Can You Solve Dead Drop in the First Round? Pt. 2

If you haven’t read the first post on this topic, “Can You Solve Dead Drop in the First Round?,” I looked at the card game Dead Drop and ran some simulations to determine if it’s possible to use conditional probability to successfully determine the drop card in the first round, as the article’s title suggests. It was long and full of math. I figured, how can I top that?

First, here’s a quick refresher on my last post.

  • I simulated 100 games of Dead Drop in order to determine if you could approximate or successfully guess the drop card in the first round using conditional probability.
  • I also tested the method of picking a random number to successfully guess the drop.
  • I found that 57% of the time you could approximate which card is the drop (when cards have equal probabilities), but it was equally likely to successfully guess the card with conditional probability as it was by picking a random number.

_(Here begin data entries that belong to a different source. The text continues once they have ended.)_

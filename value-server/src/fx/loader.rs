//! ECB historical CSV loader.
//!
//! The ECB `eurofxref-hist.csv` export is one row per day:
//!
//! ```text
//! Date,USD,JPY,BGN,CZK,...
//! 2026-01-30,1.1919,183.59,N/A,24.325,...
//! ```
//!
//! `N/A` and empty cells are skipped. Non-positive rates violate the data
//! invariant and are dropped with a warning rather than stored.

use std::io::Read;
use std::path::Path;

use chrono::NaiveDate;
use tracing::warn;

use crate::domain::CurrencyCode;

use super::store::FxTable;

/// Errors from loading the ECB CSV export.
#[derive(Debug, thiserror::Error)]
pub enum FxLoadError {
    #[error("failed to read FX csv: {0}")]
    Io(#[from] std::io::Error),

    #[error("failed to parse FX csv: {0}")]
    Csv(#[from] csv::Error),

    #[error("FX csv does not start with a Date column")]
    MissingDateColumn,

    #[error("bad date {0:?} in FX csv")]
    BadDate(String),

    #[error("FX csv contains no usable rows")]
    Empty,
}

/// Load the EUR-base rate table from an ECB CSV file on disk.
pub fn load_ecb_csv(path: impl AsRef<Path>) -> Result<FxTable, FxLoadError> {
    let file = std::fs::File::open(path)?;
    parse_ecb_csv(file)
}

/// Parse the EUR-base rate table from an ECB CSV reader.
pub fn parse_ecb_csv(reader: impl Read) -> Result<FxTable, FxLoadError> {
    let mut csv_reader = csv::ReaderBuilder::new().flexible(true).from_reader(reader);

    let headers = csv_reader.headers()?.clone();
    if headers.get(0).map(str::trim) != Some("Date") {
        return Err(FxLoadError::MissingDateColumn);
    }

    // The export has a trailing comma, so the last column is unnamed;
    // anything that isn't a currency code is ignored.
    let currencies: Vec<Option<CurrencyCode>> = headers
        .iter()
        .skip(1)
        .map(|header| CurrencyCode::parse_normalized(header.trim()).ok())
        .collect();

    let mut table = FxTable::new();
    for record in csv_reader.records() {
        let record = record?;
        let Some(date_cell) = record.get(0) else {
            continue;
        };
        let date_cell = date_cell.trim();
        if date_cell.is_empty() {
            continue;
        }
        let date = NaiveDate::parse_from_str(date_cell, "%Y-%m-%d")
            .map_err(|_| FxLoadError::BadDate(date_cell.to_string()))?;

        let mut day = std::collections::HashMap::new();
        for (column, currency) in currencies.iter().enumerate() {
            let Some(currency) = currency else { continue };
            let Some(cell) = record.get(column + 1) else {
                continue;
            };
            let cell = cell.trim();
            if cell.is_empty() || cell == "N/A" {
                continue;
            }
            let Ok(rate) = cell.parse::<f64>() else {
                warn!(date = %date, currency = %currency, cell, "unparsable FX cell, skipping");
                continue;
            };
            if !(rate.is_finite() && rate > 0.0) {
                warn!(date = %date, currency = %currency, rate, "dropping non-positive FX rate");
                continue;
            }
            day.insert(*currency, rate);
        }

        if !day.is_empty() {
            table.insert(date, day);
        }
    }

    if table.is_empty() {
        return Err(FxLoadError::Empty);
    }

    Ok(table)
}

#[cfg(test)]
mod tests {
    use super::*;

    fn cur(s: &str) -> CurrencyCode {
        CurrencyCode::parse(s).unwrap()
    }

    fn date(y: i32, m: u32, d: u32) -> NaiveDate {
        NaiveDate::from_ymd_opt(y, m, d).unwrap()
    }

    #[test]
    fn parses_ecb_export() {
        let csv = "Date,USD,JPY,BGN,\n\
                   2026-01-30,1.1919,183.59,N/A,\n\
                   2026-01-29,1.1900,182.80,1.9558,\n";
        let table = parse_ecb_csv(csv.as_bytes()).unwrap();

        assert_eq!(table.len(), 2);
        let newest = &table[&date(2026, 1, 30)];
        assert_eq!(newest[&cur("USD")], 1.1919);
        assert_eq!(newest[&cur("JPY")], 183.59);
        assert!(!newest.contains_key(&cur("BGN")));
        assert_eq!(table[&date(2026, 1, 29)][&cur("BGN")], 1.9558);
    }

    #[test]
    fn skips_empty_cells() {
        let csv = "Date,USD,JPY\n2026-01-30,,183.59\n";
        let table = parse_ecb_csv(csv.as_bytes()).unwrap();
        let day = &table[&date(2026, 1, 30)];
        assert!(!day.contains_key(&cur("USD")));
        assert_eq!(day[&cur("JPY")], 183.59);
    }

    #[test]
    fn drops_non_positive_rates() {
        let csv = "Date,USD,JPY\n2026-01-30,0.0,183.59\n";
        let table = parse_ecb_csv(csv.as_bytes()).unwrap();
        let day = &table[&date(2026, 1, 30)];
        assert!(!day.contains_key(&cur("USD")));
        assert_eq!(day[&cur("JPY")], 183.59);
    }

    #[test]
    fn missing_date_column_is_an_error() {
        let csv = "USD,JPY\n1.19,183.59\n";
        assert!(matches!(
            parse_ecb_csv(csv.as_bytes()),
            Err(FxLoadError::MissingDateColumn)
        ));
    }

    #[test]
    fn bad_date_is_an_error() {
        let csv = "Date,USD\n30/01/2026,1.19\n";
        assert!(matches!(
            parse_ecb_csv(csv.as_bytes()),
            Err(FxLoadError::BadDate(_))
        ));
    }

    #[test]
    fn all_unusable_rows_is_an_error() {
        let csv = "Date,USD\n2026-01-30,N/A\n";
        assert!(matches!(
            parse_ecb_csv(csv.as_bytes()),
            Err(FxLoadError::Empty)
        ));
    }

    #[test]
    fn loads_from_disk() {
        use std::io::Write;

        let mut file = tempfile::NamedTempFile::new().unwrap();
        write!(file, "Date,USD\n2026-01-30,1.19\n").unwrap();

        let table = load_ecb_csv(file.path()).unwrap();
        assert_eq!(table.len(), 1);
    }
}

What I want to explore in this post is:

  • Did the outcomes during my 100 simulations match mathematical expectations?
  • Was my sample size big enough to make those conclusions?
  • Is it really equally likely to successfully guess a card using conditional probability as it is to pick a random number? That’s crazy.
  • How does the setup for a two-player game change all of this?

This post dives into the weeds of hypothesis testing, which is not for the faint of heart, so if you’d rather just read my conclusions, click here.

Great Expectations

First, I wanted to look at the number of times certain cards were the drop during my simulations and see if the outcomes matched their mathematical expectations.

fiq1-dead-drop-pt2

It should look more like this:

fiq2-dead-drop-pt2

So maybe my sample size was too small.

What if I were to run 500 simulations?

fiq3-dead-drop-pt2

That looks about right. It’s still a little different from the mathematical expectations (the outcomes of 2 and 3 are uneven despite being equally likely), but it follows the Law of Large Numbers. Knowing this, how do these new findings affect the results of my experiments in the last post?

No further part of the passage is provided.